News about books and ebooks from around the web (despite the date, these are real):
- Detroit newspapers made serious cuts to their dead-tree circulation Monday. Beginning this week, only abridged hard-copy versions of the papers (called “express editions”) will be available at newsstands on Mondays, Tuesdays, Wednesdays, and Saturdays—and they won’t be delivered to homes at all on those days. Customers will be instead be directed to the papers’ websites. A newspaper-ereading pilot program for Detroit was announced some time ago, but that won’t start until fall at the earliest. Also, Slate’s Jack Shafer says newspapers aren’t necessary for democracy. And from TED, a talk about newspaper design, and whether it can save the medium.
- J.K. Rowling and other writers are complaining that digital copies of their books are available on Scribd.com, the “YouTube for books” on which users upload documents. I don’t have much sympathy for Rowling, because she has refused to make her novels available as ebooks, period. If they get Harry Potter off Scribd, you can still find the full series here (for Sony Reader only, but maybe Calibre can convert it for you).
- GalleyCat turned me on to the awesome blog Contrariwise, which documents tattoos of literary quotes or characters. Be careful, you can lose a morning at Contrariwise before you know it. (P.S. How psyched is this guy for Where the Wild Things Are?)

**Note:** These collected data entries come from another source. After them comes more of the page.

//! Policy evaluation over a config tree.

use crate::error::{Error, Result};
use crate::resolve::PolicyPath;
use crate::threshold::{meets_rule, signatures_needed};
use chanconf_tree::{ConfigGroup, Policy, SignaturePolicy};
use tracing::debug;

/// Decides leaf signature policies.
///
/// Any `Fn(&PolicyPath, &SignaturePolicy) -> bool` closure qualifies.
pub trait SignatureSatisfier {
    fn is_satisfied(&self, path: &PolicyPath, policy: &SignaturePolicy) -> bool;
}

impl<F> SignatureSatisfier for F
where
    F: Fn(&PolicyPath, &SignaturePolicy) -> bool,
{
    fn is_satisfied(&self, path: &PolicyPath, policy: &SignaturePolicy) -> bool {
        self(path, policy)
    }
}

/// Evaluates policies in one config tree.
pub struct Evaluator<'a, S> {
    root: &'a ConfigGroup,
    satisfier: S,
}

impl<'a, S: SignatureSatisfier> Evaluator<'a, S> {
    pub fn new(root: &'a ConfigGroup, satisfier: S) -> Self {
        Self { root, satisfier }
    }

    /// Evaluate the policy at `path`.
    pub fn evaluate(&self, path: &PolicyPath) -> Result<bool> {
        let group = self.root.descend(&path.group)?;
        self.evaluate_in(group, &mut path.group.clone(), &path.name)
    }

    /// Resolve `reference` from `owner` and evaluate it.
    pub fn evaluate_ref<P: AsRef<str>>(&self, reference: &str, owner: &[P]) -> Result<bool> {
        self.evaluate(&PolicyPath::resolve(reference, owner)?)
    }

    /// The subset of `paths` that are not satisfied.
    pub fn unsatisfied<'p>(&self, paths: &'p [PolicyPath]) -> Result<Vec<&'p PolicyPath>> {
        let mut failed = Vec::new();
        for path in paths {
            if !self.evaluate(path)? {
                failed.push(path);
            }
        }
        Ok(failed)
    }

    fn evaluate_in(&self, group: &ConfigGroup, path: &mut Vec<String>, name: &str) -> Result<bool> {
        let here = PolicyPath {
            group: path.clone(),
            name: name.to_string(),
        };
        let body = group
            .policy(name)?
            .policy
            .as_ref()
            .ok_or_else(|| Error::MissingBody {
                path: here.to_string(),
            })?;

        let satisfied = match body {
            Policy::Signature(signature) => self.satisfier.is_satisfied(&here, signature),
            Policy::ImplicitMeta(meta) => {
                let mut total = 0;
                let mut satisfied = 0;
                for (child_name, child) in &group.groups {
                    if !child.policies.contains_key(&meta.sub_policy) {
                        continue;
                    }
                    total += 1;
                    path.push(child_name.clone());
                    let result = self.evaluate_in(child, path, &meta.sub_policy);
                    path.pop();
                    if result? {
                        satisfied += 1;
                    }
                }
                let met = meets_rule(meta.rule, satisfied, total);
                debug!(
                    policy = %here,
                    rule = meta.rule.as_str(),
                    satisfied,
                    total,
                    needed = ?signatures_needed(meta.rule, satisfied, total),
                    met,
                    "evaluated implicit meta policy"
                );
                met
            }
        };
        Ok(satisfied)
    }
}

- Twitter writings (twitings?): novelist R.N. Morris is releasing a novel through Twitter; it’s called A Gentle Axe, and you can find it here. I tried it for a while, but I don’t have the constitution for reading long-form narrative in 140-character spurts. Perhaps more appropriate to the medium, Ben Okri is releasing a poem on Twitter (find it here). Oh, and he won the Booker prize. Take that, old media! By the way, can I put “Ben Okri follows me on Twitter” on my resume?

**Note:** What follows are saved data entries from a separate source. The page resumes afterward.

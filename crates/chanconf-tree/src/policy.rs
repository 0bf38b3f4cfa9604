//! Policy definitions stored in config policies and the
//! `ChannelCreationPolicy` value.

use crate::error::{Error, Result};
use serde::{Deserialize, Serialize};
use serde_json::{json, Value};
use std::fmt;
use std::str::FromStr;

/// Wire type number of a signature policy.
pub const SIGNATURE_POLICY_TYPE: u32 = 1;

/// Wire type number of an implicit meta policy.
pub const IMPLICIT_META_POLICY_TYPE: u32 = 3;

/// An access-control policy.
#[derive(Debug, Clone, PartialEq, Eq, Serialize, Deserialize)]
pub enum Policy {
    /// A leaf policy over signer identities, kept as its rule text.
    Signature(SignaturePolicy),
    /// A threshold over the same-named policy of each child group.
    ImplicitMeta(ImplicitMetaPolicy),
}

/// A leaf signature policy, e.g. `OR('Org1MSP.admin')`.
#[derive(Debug, Clone, PartialEq, Eq, Serialize, Deserialize)]
pub struct SignaturePolicy {
    pub rule: String,
}

/// `{rule, sub_policy}` as in `MAJORITY Admins`.
#[derive(Debug, Clone, PartialEq, Eq, Serialize, Deserialize)]
pub struct ImplicitMetaPolicy {
    pub rule: ImplicitMetaRule,
    pub sub_policy: String,
}

/// Threshold rule of an implicit meta policy.
#[derive(Debug, Clone, Copy, PartialEq, Eq, Hash, Serialize, Deserialize)]
#[serde(rename_all = "UPPERCASE")]
pub enum ImplicitMetaRule {
    Any,
    All,
    Majority,
}

impl Policy {
    /// Parse an implicit meta rule string such as `"ANY Readers"`.
    pub fn implicit_meta(rule: &str) -> Result<Self> {
        rule.parse().map(Self::ImplicitMeta)
    }

    /// A signature policy with the given rule text.
    pub fn signature(rule: impl Into<String>) -> Result<Self> {
        let rule = rule.into();
        if rule.trim().is_empty() {
            return Err(Error::Validation("signature policy rule is empty".to_string()));
        }
        Ok(Self::Signature(SignaturePolicy { rule }))
    }

    /// Wire type number.
    pub fn type_number(&self) -> u32 {
        match self {
            Self::Signature(_) => SIGNATURE_POLICY_TYPE,
            Self::ImplicitMeta(_) => IMPLICIT_META_POLICY_TYPE,
        }
    }

    /// JSON rendering as `{"type": n, "value": {...}}`.
    pub fn to_json(&self) -> Value {
        let value = match self {
            Self::Signature(sig) => json!({ "rule": sig.rule }),
            Self::ImplicitMeta(meta) => json!({
                "rule": meta.rule.as_str(),
                "sub_policy": meta.sub_policy,
            }),
        };
        json!({ "type": self.type_number(), "value": value })
    }
}

impl fmt::Display for Policy {
    fn fmt(&self, f: &mut fmt::Formatter<'_>) -> fmt::Result {
        match self {
            Self::Signature(sig) => f.write_str(&sig.rule),
            Self::ImplicitMeta(meta) => write!(f, "{meta}"),
        }
    }
}

impl FromStr for ImplicitMetaPolicy {
    type Err = Error;

    fn from_str(s: &str) -> Result<Self> {
        let mut parts = s.split_whitespace();
        let (Some(rule), Some(sub_policy), None) = (parts.next(), parts.next(), parts.next()) else {
            return Err(Error::Validation(format!(
                "implicit meta rule must be '<ANY|ALL|MAJORITY> <SubPolicy>', got {s:?}"
            )));
        };
        Ok(Self {
            rule: rule.parse()?,
            sub_policy: sub_policy.to_string(),
        })
    }
}

impl fmt::Display for ImplicitMetaPolicy {
    fn fmt(&self, f: &mut fmt::Formatter<'_>) -> fmt::Result {
        write!(f, "{} {}", self.rule.as_str(), self.sub_policy)
    }
}

impl ImplicitMetaRule {
    pub fn as_str(&self) -> &'static str {
        match self {
            Self::Any => "ANY",
            Self::All => "ALL",
            Self::Majority => "MAJORITY",
        }
    }
}

impl FromStr for ImplicitMetaRule {
    type Err = Error;

    fn from_str(s: &str) -> Result<Self> {
        match s {
            "ANY" => Ok(Self::Any),
            "ALL" => Ok(Self::All),
            "MAJORITY" => Ok(Self::Majority),
            other => Err(Error::Validation(format!("unknown implicit meta rule {other:?}"))),
        }
    }
}
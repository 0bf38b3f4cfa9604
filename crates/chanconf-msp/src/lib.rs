//! Chanconf MSP
//!
//! The data shape of a membership service provider (MSP): the trusted
//! certificates, revocation lists, organizational units and default signing
//! identity an organization publishes in its channel configuration.
//!
//! # Structural validation only
//!
//! Certificates, CRLs and keys are accepted when their PEM armor decodes and
//! their DER framing is sound. The subject key algorithm is recognized so a
//! signing key can be matched against its certificate. Chain-of-trust
//! validation, expiry and revocation checks belong to the crypto provider
//! and are not performed here.

mod cert;
mod der;
mod error;
mod key;
mod msp;
pub mod pem;

pub use cert::{Certificate, RevocationList};
pub use der::KeyAlgorithm;
pub use error::{Error, Result};
pub use key::PrivateKey;
pub use msp::{
    CryptoConfig, KeyInfo, Msp, NodeOus, OuIdentifier, SigningIdentityInfo, HASH_FAMILIES,
    IDENTIFIER_HASH_FUNCTIONS,
};
//! Error types for chanconf-msp.

use thiserror::Error;

/// Result type for MSP operations.
pub type Result<T> = std::result::Result<T, Error>;

/// Errors raised while parsing or validating membership material.
#[derive(Debug, Error, Clone, PartialEq, Eq)]
pub enum Error {
    /// PEM armor could not be decoded.
    #[error("invalid PEM: {0}")]
    Pem(String),

    /// A certificate or CRL is not well-formed DER.
    #[error("invalid certificate: {0}")]
    Certificate(String),

    /// Private key material could not be parsed.
    #[error("invalid key material: {0}")]
    Key(String),

    /// The MSP definition is structurally inconsistent.
    #[error("invalid MSP {msp}: {reason}")]
    Validation { msp: String, reason: String },
}
//! Chanconf Update
//!
//! Turns two snapshots of a channel configuration into the minimal
//! [`ConfigUpdate`](chanconf_tree::ConfigUpdate) between them, and checks an
//! update against the snapshot it claims to extend.
//!
//! # Read set and write set
//!
//! The read set names every entry the update depends on, at the version the
//! author saw. The write set carries new content at the versions it will
//! have once committed. An orderer rejects the update if any read-set
//! version has moved, so concurrent edits to the same group cannot both win.
//!
//! # Version rules
//!
//! - a modified leaf is written at its current version + 1
//! - an added entry (or a removed and re-added one) is written at 0, and its
//!   whole subtree with it
//! - a group is bumped only when its own entry changes: its mod policy, or
//!   the set of its direct children
//!
//! [`stamp_versions`] applies the same rules to a working tree, so the tree
//! a session holds always shows the versions its update would commit.
//! [`apply_update`] goes the other way and rebuilds the committed tree.

mod apply;
mod diff;
mod error;
mod leaf;
mod path;
mod stamp;

pub use apply::apply_update;
pub use diff::{compute_update, Differ};
pub use error::{Error, Result};
pub use path::{group_path, EntryKind, EntryPath, Replacements};
pub use stamp::stamp_versions;
//! The MSP definition carried in an organization's `MSP` config value.

use crate::cert::{Certificate, RevocationList};
use crate::error::{Error, Result};
use crate::key::PrivateKey;
use serde::{Deserialize, Serialize};
use tracing::warn;

/// Hash families accepted in [`CryptoConfig::signature_hash_family`].
pub const HASH_FAMILIES: &[&str] = &["SHA2", "SHA3"];

/// Identifier hash functions accepted in
/// [`CryptoConfig::identity_identifier_hash_function`].
pub const IDENTIFIER_HASH_FUNCTIONS: &[&str] = &["SHA256", "SHA384", "SHA3_256", "SHA3_384"];

/// Membership service provider configuration for one organization.
#[derive(Debug, Clone, PartialEq, Eq, Serialize, Deserialize)]
pub struct Msp {
    /// MSP identifier, e.g. `Org1MSP`.
    pub name: String,
    pub root_certs: Vec<Certificate>,
    pub intermediate_certs: Vec<Certificate>,
    pub admins: Vec<Certificate>,
    pub revocation_list: Vec<RevocationList>,
    /// Default signing identity, if the MSP ships one.
    pub signing_identity: Option<SigningIdentityInfo>,
    pub organizational_unit_identifiers: Vec<OuIdentifier>,
    pub crypto_config: CryptoConfig,
    pub tls_root_certs: Vec<Certificate>,
    pub tls_intermediate_certs: Vec<Certificate>,
    pub node_ous: Option<NodeOus>,
}

/// A signing identity descriptor: public certificate plus key reference.
#[derive(Debug, Clone, PartialEq, Eq, Serialize, Deserialize)]
pub struct SigningIdentityInfo {
    pub public_signer: Certificate,
    pub private_signer: KeyInfo,
}

/// A reference to private key material, optionally carrying the material.
#[derive(Debug, Clone, PartialEq, Eq, Serialize, Deserialize)]
pub struct KeyInfo {
    pub key_identifier: String,
    pub key_material: Option<PrivateKey>,
}

/// An organizational unit scoped to an issuing certificate.
#[derive(Debug, Clone, PartialEq, Eq, Serialize, Deserialize)]
pub struct OuIdentifier {
    pub certificate: Option<Certificate>,
    pub organizational_unit_identifier: String,
}

/// Hashing choices for signatures and identity identifiers.
#[derive(Debug, Clone, PartialEq, Eq, Serialize, Deserialize)]
pub struct CryptoConfig {
    pub signature_hash_family: String,
    pub identity_identifier_hash_function: String,
}

impl Default for CryptoConfig {
    fn default() -> Self {
        Self {
            signature_hash_family: "SHA2".to_string(),
            identity_identifier_hash_function: "SHA256".to_string(),
        }
    }
}

/// Node organizational units used to classify identities by role.
#[derive(Debug, Clone, PartialEq, Eq, Serialize, Deserialize)]
pub struct NodeOus {
    pub enable: bool,
    pub client_ou_identifier: OuIdentifier,
    pub peer_ou_identifier: OuIdentifier,
    pub admin_ou_identifier: OuIdentifier,
    pub orderer_ou_identifier: OuIdentifier,
}

impl Msp {
    /// An MSP with only a name and default crypto settings.
    pub fn new(name: impl Into<String>) -> Self {
        Self {
            name: name.into(),
            root_certs: Vec::new(),
            intermediate_certs: Vec::new(),
            admins: Vec::new(),
            revocation_list: Vec::new(),
            signing_identity: None,
            organizational_unit_identifiers: Vec::new(),
            crypto_config: CryptoConfig::default(),
            tls_root_certs: Vec::new(),
            tls_intermediate_certs: Vec::new(),
            node_ous: None,
        }
    }

    /// Check structural well-formedness.
    ///
    /// Certificates and CRLs are already framing-checked when constructed,
    /// so this covers the relations between the parts: the signing key must
    /// belong to its certificate, OU identifiers must name a certificate, and
    /// the crypto settings must be known values.
    pub fn validate(&self) -> Result<()> {
        if self.name.trim().is_empty() {
            return Err(self.invalid("MSP name is empty"));
        }

        if let Some(identity) = &self.signing_identity {
            if identity.private_signer.key_identifier.is_empty() {
                return Err(self.invalid("signing identity has no key identifier"));
            }
            if let Some(key) = &identity.private_signer.key_material {
                let cert_alg = identity.public_signer.key_algorithm();
                if key.algorithm() != cert_alg {
                    return Err(self.invalid(&format!(
                        "signing key is {} but certificate key is {cert_alg}",
                        key.algorithm()
                    )));
                }
                if !key.matches(&identity.public_signer) {
                    return Err(self.invalid("signing key does not belong to the public signer certificate"));
                }
            }
        }

        for ou in &self.organizational_unit_identifiers {
            self.check_ou(ou, "organizational unit")?;
        }

        if let Some(node_ous) = &self.node_ous {
            if node_ous.enable {
                for (role, ou) in [
                    ("client", &node_ous.client_ou_identifier),
                    ("peer", &node_ous.peer_ou_identifier),
                    ("admin", &node_ous.admin_ou_identifier),
                    ("orderer", &node_ous.orderer_ou_identifier),
                ] {
                    self.check_ou(ou, role)?;
                }
            }
        }

        let crypto = &self.crypto_config;
        if !HASH_FAMILIES.contains(&crypto.signature_hash_family.as_str()) {
            return Err(self.invalid(&format!(
                "unknown signature hash family {}",
                crypto.signature_hash_family
            )));
        }
        if !IDENTIFIER_HASH_FUNCTIONS.contains(&crypto.identity_identifier_hash_function.as_str()) {
            return Err(self.invalid(&format!(
                "unknown identity identifier hash function {}",
                crypto.identity_identifier_hash_function
            )));
        }

        Ok(())
    }

    fn check_ou(&self, ou: &OuIdentifier, role: &str) -> Result<()> {
        if ou.organizational_unit_identifier.is_empty() {
            return Err(self.invalid(&format!("{role} OU identifier is empty")));
        }
        if ou.certificate.is_none() {
            return Err(self.invalid(&format!(
                "{role} OU {} does not reference a certificate",
                ou.organizational_unit_identifier
            )));
        }
        Ok(())
    }

    fn invalid(&self, reason: &str) -> Error {
        warn!(msp = %self.name, reason, "MSP definition rejected");
        Error::Validation {
            msp: self.name.clone(),
            reason: reason.to_string(),
        }
    }
}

- Quick takes: The Tournament of Books has crowned a champion; Cory Doctorow on DRM and the hidden issues of Amazon’s text-to-speech reversal; reading fiction helps your brain; Richard Ford wrote a great piece in the Guardian about his Bascombe novels, evidently he wrote a whole book about writing them; here’s a new story by Nick Harkaway, I really liked his novel; also a lost Walker Percy story is being released; and a publishing exec writes that the ebook revolution might (eek!) change things.

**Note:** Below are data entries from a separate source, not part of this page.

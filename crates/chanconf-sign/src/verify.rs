//! Signature verification against the creator certificate.

use crate::envelope::{ConfigSignature, Envelope, Payload, SerializedIdentity, SignatureHeader};
use crate::error::{Error, Result};
use chanconf_msp::Certificate;
use ed25519_dalek::{Signature, Verifier};
use tracing::warn;

fn rejected(reason: String) -> Error {
    warn!(%reason, "rejected signature");
    Error::Verification(reason)
}

/// Check `signature` over `header || message` against the creator named in
/// `header`, returning the creator.
fn verify_with_creator(header: &[u8], message: &[u8], signature: &[u8]) -> Result<SerializedIdentity> {
    let header = SignatureHeader::decode(header)?;
    let creator = SerializedIdentity::decode(&header.creator)?;

    let pem = std::str::from_utf8(&creator.id_bytes)
        .map_err(|_| rejected(format!("creator of {} is not a PEM certificate", creator.mspid)))?;
    let public_key = Certificate::from_pem(pem)?
        .ed25519_public_key()
        .ok_or_else(|| rejected(format!("certificate of {} has no Ed25519 key", creator.mspid)))?;

    let signature: [u8; 64] = signature
        .try_into()
        .map_err(|_| rejected(format!("signature by {} is not 64 bytes", creator.mspid)))?;

    public_key
        .verify(message, &Signature::from_bytes(&signature))
        .map_err(|_| rejected(format!("bad signature by {}", creator.mspid)))?;
    Ok(creator)
}

/// Verify a config signature over the encoded update bytes.
pub fn verify_config_signature(
    config_update: &[u8],
    signature: &ConfigSignature,
) -> Result<SerializedIdentity> {
    let mut message = signature.signature_header.clone();
    message.extend_from_slice(config_update);
    verify_with_creator(&signature.signature_header, &message, &signature.signature)
}

/// Verify the submitter signature of an envelope, returning its payload.
pub fn verify_envelope(envelope: &Envelope) -> Result<Payload> {
    if !envelope.is_signed() {
        return Err(rejected("envelope is unsigned".to_string()));
    }
    let payload = envelope.payload()?;
    verify_with_creator(
        &payload.header.signature_header,
        &envelope.payload,
        &envelope.signature,
    )?;

    let channel_header = payload.channel_header()?;
    let expected = SignatureHeader::decode(&payload.header.signature_header)?.tx_id();
    if channel_header.tx_id != expected {
        return Err(rejected(format!(
            "tx id {} does not match signature header",
            channel_header.tx_id
        )));
    }
    Ok(payload)
}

- Random of the week: Vince Noir and Howard Moon will be bringing their love games and garlic naan to the U.S. as The Mighty Boosh will be airing on American TV, specifically in Cartoon Network’s Adult Swim block. You probably either love the Boosh, or have never heard of it; or someone sent you a link to a nameless video, and you both love it and have never heard of it. Despite what the Boing Boing guy said in that link, “The Legend of Old Gregg” is the best Boosh episode ever. You can see the best bit of it here.